Ainsi, il n’est pas rare que des parents propriétaires d’actions ou de parts sociales de sociétés décident de transférer la nue-propriété de leurs actions ou parts à leur(s) enfant(s) en se réservant l’usufruit.

Néanmoins, la question qui se pose est celle du pouvoir au sein de la société dont les actions ou parts ont été démembrées.

L’objectif des parents usufruitiers sera de conserver la mainmise sur la gestion de la société en évitant autant que possible l’immixtion des enfants nu-propriétaires.

Pour autant est-il possible de restreindre les droits de vote du nu propriétaire dans une société ? Si oui, dans quelle mesure ? Quels sont les risques éventuels ?

Répondre à ces questions suppose de distinguer la situation propre aux sociétés dont le capital social est divisé en parts sociales (II), des sociétés dont le capital social est divisé en actions (III). Au préalable, seront brièvement rappelées les notions entourant l’usufruit (I). Enfin, nous verrons qu’au-delà du droit des sociétés, il convient de prendre en compte les risques propres au droit des biens (IV).

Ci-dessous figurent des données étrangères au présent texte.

//! Metadata validation errors.

use thiserror::Error;

/// Reasons a file creation request is rejected.
///
/// The `Display` text is sent to the client verbatim as the response body.
#[derive(Debug, Error, Clone, PartialEq, Eq)]
pub enum ValidationError {
    /// File name is empty.
    #[error("Name cannot be empty")]
    EmptyName,

    /// Declared size is zero.
    #[error("File must be >0 bytes")]
    EmptyFile,

    /// Declared size is above the relay's configured limit.
    #[error("File exceeds maximum size")]
    TooLarge,

    /// Hash is not 32 bytes.
    #[error("Hash must be valid SHA-256 hash")]
    InvalidHash,

    /// Salt is not 16 bytes.
    #[error("Salt must be 16 bytes")]
    InvalidSalt,

    /// Challenge is not hash + nonce + tag bytes long.
    #[error("Invalid challenge size")]
    InvalidChallenge,

    /// A server-assigned field was supplied by the client.
    #[error("Unexpected field \"{0}\" found")]
    UnexpectedField(&'static str),
}
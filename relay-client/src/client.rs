//! Relay client.
//!
//! All cryptography happens here, on the client. The relay only ever sees
//! the salt, the plaintext hash, the challenge and ciphertext chunks.
//!
//! Upload:
//! ```text
//! file ──sha256──► hash ─┐
//! password ──Argon2id──► key ──► challenge ──► POST /files ──► id
//! file ──► ChunkReader(encrypt) ──► progress ──► PUT /files/{id}
//! ```
//!
//! Download:
//! ```text
//! GET /files/{id}/metadata ──► salt ──► key ──► check challenge
//! GET /files/{id} ──► progress ──► ChunkReader(decrypt) ──► <name>.part + sha256
//!                                                        └─► compare, rename
//! ```

use crate::error::ClientError;
use crate::progress::TransferProgress;
use futures_util::TryStreamExt;
use relay_crypto::{
    chunk_error, create_challenge, derive_key, hash_reader, ChunkKey, ChunkReader, FileHash,
    KdfParams, ProgressReader, Salt, OVERHEAD,
};
use relay_types::{CreateFileResponse, FileId, FileMetadata, CHUNK_SIZE, RAW_CHUNK_SIZE};
use reqwest::header::X_CONTENT_TYPE_OPTIONS;
use reqwest::{Response, StatusCode};
use sha2::{Digest, Sha256};
use std::io::{self, SeekFrom};
use std::path::{Path, PathBuf};
use tokio::fs::File;
use tokio::io::{AsyncRead, AsyncReadExt, AsyncSeekExt, AsyncWriteExt};
use tokio_util::io::{ReaderStream, StreamReader};
use zeroize::Zeroizing;

/// Encrypted size of a `size`-byte file and its chunk count.
///
/// Advisory only: used for progress and logging, never enforced.
pub fn encrypted_size(size: u64) -> (u64, u64) {
    let chunks = size.div_ceil(RAW_CHUNK_SIZE as u64);
    (size + chunks * OVERHEAD as u64, chunks)
}

/// HTTP client for one relay server.
#[derive(Debug, Clone)]
pub struct RelayClient {
    http: reqwest::Client,
    base_url: String,
    kdf: KdfParams,
}

impl RelayClient {
    /// Create a client for the relay at `server` (e.g. `http://127.0.0.1:8080`).
    pub fn new(server: impl Into<String>) -> Self {
        let base_url = server.into().trim_end_matches('/').to_string();
        Self {
            http: reqwest::Client::new(),
            base_url,
            kdf: KdfParams::DEFAULT,
        }
    }

    /// Use non-default key derivation parameters.
    ///
    /// Uploader and downloader must use the same parameters.
    pub fn with_kdf_params(mut self, params: KdfParams) -> Self {
        self.kdf = params;
        self
    }

    fn url(&self, path: &str) -> String {
        format!("{}{}", self.base_url, path)
    }

    /// Encrypt and upload a file, returning its relay id.
    pub async fn upload_file<P: TransferProgress>(
        &self,
        path: impl AsRef<Path>,
        password: &str,
        progress: &P,
    ) -> Result<FileId, ClientError> {
        let path = path.as_ref();
        if tokio::fs::metadata(path).await?.is_dir() {
            return Err(ClientError::IsDirectory(path.to_path_buf()));
        }
        let name = path
            .file_name()
            .map(|n| n.to_string_lossy().into_owned())
            .ok_or_else(|| ClientError::InvalidMetadata(format!("{} has no file name", path.display())))?;

        let mut file = File::open(path).await?;
        let (hash, size) = hash_reader(&mut file).await?;
        tracing::debug!("Hashed {} ({} bytes): {}", name, size, hex::encode(hash));

        let (key, salt) = self.derive(password, None).await?;
        let meta = FileMetadata {
            name: name.clone(),
            size,
            salt: salt.to_vec(),
            hash: hash.to_vec(),
            challenge: create_challenge(&key, &hash)?,
            ..Default::default()
        };

        let response = self.http.post(self.url("/files")).json(&meta).send().await?;
        let response = expect_status(response, StatusCode::CREATED).await?;
        let CreateFileResponse { id } = serde_json::from_slice(&response.bytes().await?)?;

        let (total, chunks) = encrypted_size(size);
        tracing::info!(
            "Uploading {} as {} ({} bytes in {} chunks)",
            name,
            id,
            total,
            chunks
        );

        file.seek(SeekFrom::Start(0)).await?;
        progress.start(total);
        let observer = progress.clone();
        let body = ProgressReader::new(
            ChunkReader::encrypting(file, RAW_CHUNK_SIZE, key),
            move |n| observer.advance(n),
        );

        let response = self
            .http
            .put(self.url(&format!("/files/{id}")))
            .header(X_CONTENT_TYPE_OPTIONS, "nosniff")
            .body(reqwest::Body::wrap_stream(ReaderStream::new(body)))
            .send()
            .await?;
        expect_status(response, StatusCode::OK).await?;

        progress.finish();
        tracing::info!("Upload of {} complete", id);
        Ok(id)
    }

    /// Download, decrypt and verify a file into `output_dir`.
    ///
    /// Returns the path of the written file. Nothing is left on disk if the
    /// password is wrong or the content fails verification.
    pub async fn download_file<P: TransferProgress>(
        &self,
        id: &FileId,
        password: &str,
        output_dir: impl AsRef<Path>,
        progress: &P,
    ) -> Result<PathBuf, ClientError> {
        let meta = self.fetch_metadata(id).await?;
        let salt = meta
            .kdf_salt()
            .ok_or_else(|| ClientError::InvalidMetadata("salt must be 16 bytes".into()))?;
        let name = safe_file_name(&meta.name)
            .ok_or_else(|| ClientError::InvalidMetadata(format!("unusable file name {:?}", meta.name)))?;

        let (key, _) = self.derive(password, Some(salt)).await?;
        if !meta.check_challenge(&key) {
            return Err(ClientError::IncorrectPassword);
        }

        let response = self.http.get(self.url(&format!("/files/{id}"))).send().await?;
        let response = expect_status(response, StatusCode::OK).await?;

        let (expected_total, _) = encrypted_size(meta.size);
        progress.start(response.content_length().unwrap_or(expected_total));
        tracing::info!("Downloading {} ({}) as {}", id, meta.size, name);

        let body = Box::pin(response.bytes_stream().map_err(io::Error::other));
        let wire = ProgressReader::new(StreamReader::new(body), |n| progress.advance(n));
        let mut plaintext = ChunkReader::decrypting(wire, CHUNK_SIZE, key);

        let output_dir = output_dir.as_ref();
        let part_path = output_dir.join(format!("{name}.part"));
        let final_path = output_dir.join(&name);
        let expected = hex::encode(&meta.hash);

        let actual = match write_and_hash(&mut plaintext, &part_path).await {
            Ok((hash, _)) if hash[..] == meta.hash[..] => {
                tokio::fs::rename(&part_path, &final_path).await?;
                progress.finish();
                tracing::info!("Saved {}", final_path.display());
                return Ok(final_path);
            }
            Ok((hash, _)) => hex::encode(hash),
            Err(e) if chunk_error(&e).is_some() => {
                format!("chunk {} failed authentication", plaintext.chunks_processed() + 1)
            }
            Err(e) => {
                discard(&part_path).await;
                return Err(e.into());
            }
        };

        discard(&part_path).await;
        tracing::warn!("Integrity check failed for {}: {}", id, actual);
        Err(ClientError::IntegrityMismatch { expected, actual })
    }

    /// Metadata of one ready file.
    pub async fn fetch_metadata(&self, id: &FileId) -> Result<FileMetadata, ClientError> {
        let response = self
            .http
            .get(self.url(&format!("/files/{id}/metadata")))
            .send()
            .await?;
        let response = expect_status(response, StatusCode::OK).await?;
        Ok(serde_json::from_slice(&response.bytes().await?)?)
    }

    /// Metadata of every ready file on the relay.
    pub async fn list_files(&self) -> Result<Vec<FileMetadata>, ClientError> {
        let response = self.http.get(self.url("/files")).send().await?;
        let response = expect_status(response, StatusCode::OK).await?;
        Ok(serde_json::from_slice(&response.bytes().await?)?)
    }

    /// Run Argon2 off the async runtime.
    async fn derive(
        &self,
        password: &str,
        salt: Option<Salt>,
    ) -> Result<(ChunkKey, Salt), ClientError> {
        let password = Zeroizing::new(password.as_bytes().to_vec());
        let params = self.kdf;
        let derived = tokio::task::spawn_blocking(move || {
            derive_key(&password, salt.as_ref(), params)
        })
        .await
        .map_err(io::Error::other)??;
        Ok(derived)
    }
}

async fn expect_status(response: Response, expected: StatusCode) -> Result<Response, ClientError> {
    if response.status() == expected {
        return Ok(response);
    }
    let status = response.status().as_u16();
    let body = response.text().await.unwrap_or_default();
    Err(ClientError::Status {
        status,
        body: body.trim_end().to_string(),
    })
}

async fn write_and_hash<R: AsyncRead + Unpin>(
    reader: &mut R,
    path: &Path,
) -> io::Result<(FileHash, u64)> {
    let mut file = File::create(path).await?;
    let mut hasher = Sha256::new();
    let mut buf = vec![0u8; CHUNK_SIZE];
    let mut total = 0u64;

    loop {
        let n = reader.read(&mut buf).await?;
        if n == 0 {
            break;
        }
        hasher.update(&buf[..n]);
        file.write_all(&buf[..n]).await?;
        total += n as u64;
    }
    file.flush().await?;

    Ok((hasher.finalize().into(), total))
}

async fn discard(path: &Path) {
    if let Err(e) = tokio::fs::remove_file(path).await {
        tracing::debug!("Could not remove {}: {}", path.display(), e);
    }
}

/// Final path component of a relay-supplied name, if it is a usable file name.
fn safe_file_name(name: &str) -> Option<String> {
    let last = name.rsplit(['/', '\\']).next()?;
    match last {
        "" | "." | ".." => None,
        name => Some(name.to_string()),
    }
}
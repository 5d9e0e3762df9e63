//! End-to-end tests for the `relay` binary.

use assert_cmd::Command;
use predicates::prelude::*;

fn relay() -> Command {
    let mut cmd = Command::cargo_bin("relay").unwrap();
    cmd.env_remove("RELAY_SERVER")
        .env_remove("RELAY_PASSWORD")
        .env_remove("RUST_LOG");
    cmd
}

#[test]
fn no_action_is_a_usage_error() {
    relay()
        .assert()
        .failure()
        .code(2)
        .stderr(predicate::str::contains("--upload"));
}

#[test]
fn two_actions_conflict() {
    relay()
        .args(["--list", "--hash", "file.txt"])
        .assert()
        .failure()
        .code(2)
        .stderr(predicate::str::contains("cannot be used with"));
}

#[test]
fn hash_prints_sha256() {
    let dir = tempfile::tempdir().unwrap();
    let path = dir.path().join("hello.txt");
    std::fs::write(&path, "hello").unwrap();

    relay()
        .arg("--hash")
        .arg(&path)
        .assert()
        .success()
        .stdout("2cf24dba5fb0a30e26e83b2ac5b9e29e1b161e5c1fa7425e73043362938b9824\n");
}

#[test]
fn hash_missing_file_fails() {
    let dir = tempfile::tempdir().unwrap();

    relay()
        .arg("--hash")
        .arg(dir.path().join("missing"))
        .assert()
        .failure()
        .stderr(predicate::str::contains("Failed to hash"));
}

#[test]
fn list_against_unreachable_server_fails() {
    relay()
        .args(["--server", "http://127.0.0.1:1", "--list"])
        .assert()
        .failure()
        .stderr(predicate::str::contains("Failed to list files"));
}

#[test]
fn verbose_logs_to_stderr() {
    relay()
        .args(["-v", "--server", "http://127.0.0.1:1", "--list"])
        .assert()
        .failure()
        .stdout(predicate::str::is_empty())
        .stderr(predicate::str::contains("Using relay http://127.0.0.1:1"));
}

#[test]
fn help_lists_actions() {
    relay()
        .arg("--help")
        .assert()
        .success()
        .stdout(predicate::str::contains("--download"))
        .stdout(predicate::str::contains("--list"));
}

  1.  Bref rappel relatif à l’usufruit

D’après l’article 578 du Code civil :

« L’usufruit est le droit de jouir des choses dont un autre a la propriété, comme le propriétaire lui-même, mais à la charge d’en conserver la substance ».

Par ce démembrement de propriété, l’usufruitier disposera pendant la durée conventionnellement prévue ou, à défaut, pendant toute sa vie, du droit d’user de la chose (usus) et du droit de jouir des fruits (fructus). Il devra assurer la conservation de la chose

Le nu-propriétaire dispose quant à lui d’un « droit de propriété en puissance ». Le nu-propriétaire peut ainsi vendre le bien mais il ne peut pas nuire aux droits de l’usufruitier (article 599 du Code civil). Dès lors, s’il décide de vendre le bien, le bien vendu sera grevé d’un usufruit, ce qui rendra l’opération peu avantageuse pour un éventuel acheteur. Par principe, la vente de la pleine propriété du bien suppose un accord entre le nu-propriétaire et l’usufruitier.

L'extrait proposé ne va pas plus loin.